§ WHAT IS REQUIRED: Which lines of the data below hold "OnceLock"? Copy each of them.

§ DATASET EXTRACT:
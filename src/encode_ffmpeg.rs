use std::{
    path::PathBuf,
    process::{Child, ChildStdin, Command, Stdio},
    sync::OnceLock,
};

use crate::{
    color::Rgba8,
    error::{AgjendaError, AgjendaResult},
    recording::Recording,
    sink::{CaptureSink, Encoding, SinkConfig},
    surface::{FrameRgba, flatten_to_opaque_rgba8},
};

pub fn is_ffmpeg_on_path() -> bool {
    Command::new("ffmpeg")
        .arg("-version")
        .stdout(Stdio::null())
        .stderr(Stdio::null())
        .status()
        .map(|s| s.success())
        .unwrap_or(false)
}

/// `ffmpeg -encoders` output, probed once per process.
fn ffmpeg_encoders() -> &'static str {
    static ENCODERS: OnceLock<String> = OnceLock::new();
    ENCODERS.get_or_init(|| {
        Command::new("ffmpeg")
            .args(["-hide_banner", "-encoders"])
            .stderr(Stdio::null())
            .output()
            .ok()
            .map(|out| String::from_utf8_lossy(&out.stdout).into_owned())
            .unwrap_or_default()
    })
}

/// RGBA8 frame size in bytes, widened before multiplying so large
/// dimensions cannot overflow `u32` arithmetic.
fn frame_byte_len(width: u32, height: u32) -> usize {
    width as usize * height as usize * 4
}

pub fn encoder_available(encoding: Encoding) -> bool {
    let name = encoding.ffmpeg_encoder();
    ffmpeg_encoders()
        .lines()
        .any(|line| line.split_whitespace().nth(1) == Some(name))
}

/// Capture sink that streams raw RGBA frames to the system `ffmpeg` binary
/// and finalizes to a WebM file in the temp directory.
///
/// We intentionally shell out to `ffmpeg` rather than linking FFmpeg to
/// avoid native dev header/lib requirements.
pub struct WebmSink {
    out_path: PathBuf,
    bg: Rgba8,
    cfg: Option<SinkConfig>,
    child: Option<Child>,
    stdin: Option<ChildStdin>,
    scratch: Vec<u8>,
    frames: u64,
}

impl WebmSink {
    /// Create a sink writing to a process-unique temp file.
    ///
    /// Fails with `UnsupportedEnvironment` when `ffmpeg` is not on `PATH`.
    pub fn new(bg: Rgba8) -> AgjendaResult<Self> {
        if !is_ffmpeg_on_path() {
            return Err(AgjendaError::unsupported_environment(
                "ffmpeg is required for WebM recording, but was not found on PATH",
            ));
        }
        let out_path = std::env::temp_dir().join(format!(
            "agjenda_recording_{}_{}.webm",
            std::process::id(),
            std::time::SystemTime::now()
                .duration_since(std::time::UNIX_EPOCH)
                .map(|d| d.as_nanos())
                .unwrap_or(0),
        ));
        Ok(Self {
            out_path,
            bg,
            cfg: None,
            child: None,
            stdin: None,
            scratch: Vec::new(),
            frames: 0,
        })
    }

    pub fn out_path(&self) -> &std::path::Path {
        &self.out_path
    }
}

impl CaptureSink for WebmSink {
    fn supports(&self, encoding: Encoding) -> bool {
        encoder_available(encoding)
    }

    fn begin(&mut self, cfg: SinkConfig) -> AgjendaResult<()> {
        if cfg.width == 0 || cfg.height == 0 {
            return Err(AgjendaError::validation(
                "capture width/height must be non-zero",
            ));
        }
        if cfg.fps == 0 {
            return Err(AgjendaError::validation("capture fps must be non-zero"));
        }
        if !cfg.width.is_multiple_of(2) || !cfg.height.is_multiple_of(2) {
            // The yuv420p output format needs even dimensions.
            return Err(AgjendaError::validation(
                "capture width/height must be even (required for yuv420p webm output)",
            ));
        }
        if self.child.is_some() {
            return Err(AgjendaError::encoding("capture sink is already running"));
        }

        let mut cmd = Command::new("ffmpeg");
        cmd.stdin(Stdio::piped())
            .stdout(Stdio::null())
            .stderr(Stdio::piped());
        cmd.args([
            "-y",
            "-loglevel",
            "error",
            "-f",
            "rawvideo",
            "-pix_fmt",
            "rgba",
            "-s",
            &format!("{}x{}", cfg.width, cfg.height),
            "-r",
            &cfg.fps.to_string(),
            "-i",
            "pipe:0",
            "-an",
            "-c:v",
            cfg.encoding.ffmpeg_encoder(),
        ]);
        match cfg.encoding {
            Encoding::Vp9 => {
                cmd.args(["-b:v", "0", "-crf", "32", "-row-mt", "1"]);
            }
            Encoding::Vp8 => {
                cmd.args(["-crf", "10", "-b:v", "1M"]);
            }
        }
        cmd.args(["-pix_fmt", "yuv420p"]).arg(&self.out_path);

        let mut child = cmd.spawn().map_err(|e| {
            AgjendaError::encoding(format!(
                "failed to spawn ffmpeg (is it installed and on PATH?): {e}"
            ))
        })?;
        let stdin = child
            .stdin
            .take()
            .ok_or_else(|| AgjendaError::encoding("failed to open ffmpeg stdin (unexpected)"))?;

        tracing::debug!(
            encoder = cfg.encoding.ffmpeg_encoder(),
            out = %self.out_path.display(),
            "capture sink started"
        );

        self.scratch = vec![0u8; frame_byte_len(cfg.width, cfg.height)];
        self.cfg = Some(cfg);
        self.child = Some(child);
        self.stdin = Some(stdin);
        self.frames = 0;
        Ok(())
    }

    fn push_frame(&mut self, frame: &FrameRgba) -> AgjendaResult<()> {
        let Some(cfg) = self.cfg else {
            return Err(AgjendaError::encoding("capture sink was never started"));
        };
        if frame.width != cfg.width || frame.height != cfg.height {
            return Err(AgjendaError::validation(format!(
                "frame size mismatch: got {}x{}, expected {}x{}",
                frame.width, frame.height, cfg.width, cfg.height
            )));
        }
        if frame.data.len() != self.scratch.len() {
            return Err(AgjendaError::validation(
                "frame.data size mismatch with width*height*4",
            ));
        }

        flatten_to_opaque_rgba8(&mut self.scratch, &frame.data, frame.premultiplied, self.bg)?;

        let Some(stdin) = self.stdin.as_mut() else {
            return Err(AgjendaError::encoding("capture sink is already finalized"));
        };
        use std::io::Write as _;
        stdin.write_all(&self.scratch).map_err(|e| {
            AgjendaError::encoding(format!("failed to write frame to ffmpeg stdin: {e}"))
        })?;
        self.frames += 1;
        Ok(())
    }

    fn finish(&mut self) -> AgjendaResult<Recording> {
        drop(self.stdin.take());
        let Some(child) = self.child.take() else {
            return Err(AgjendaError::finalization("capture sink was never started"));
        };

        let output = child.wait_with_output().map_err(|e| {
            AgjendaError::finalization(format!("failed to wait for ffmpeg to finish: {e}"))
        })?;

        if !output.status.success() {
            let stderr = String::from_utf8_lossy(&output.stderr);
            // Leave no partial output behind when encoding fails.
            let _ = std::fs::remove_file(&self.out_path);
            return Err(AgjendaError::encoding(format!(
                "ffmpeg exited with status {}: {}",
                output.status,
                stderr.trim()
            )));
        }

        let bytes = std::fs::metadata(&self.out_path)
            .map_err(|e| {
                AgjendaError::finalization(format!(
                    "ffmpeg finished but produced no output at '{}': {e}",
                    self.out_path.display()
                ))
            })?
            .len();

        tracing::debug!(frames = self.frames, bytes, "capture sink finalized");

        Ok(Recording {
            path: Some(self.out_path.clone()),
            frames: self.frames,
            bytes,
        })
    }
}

§ WRITTEN ANSWER:
    sync::OnceLock,
    static ENCODERS: OnceLock<String> = OnceLock::new();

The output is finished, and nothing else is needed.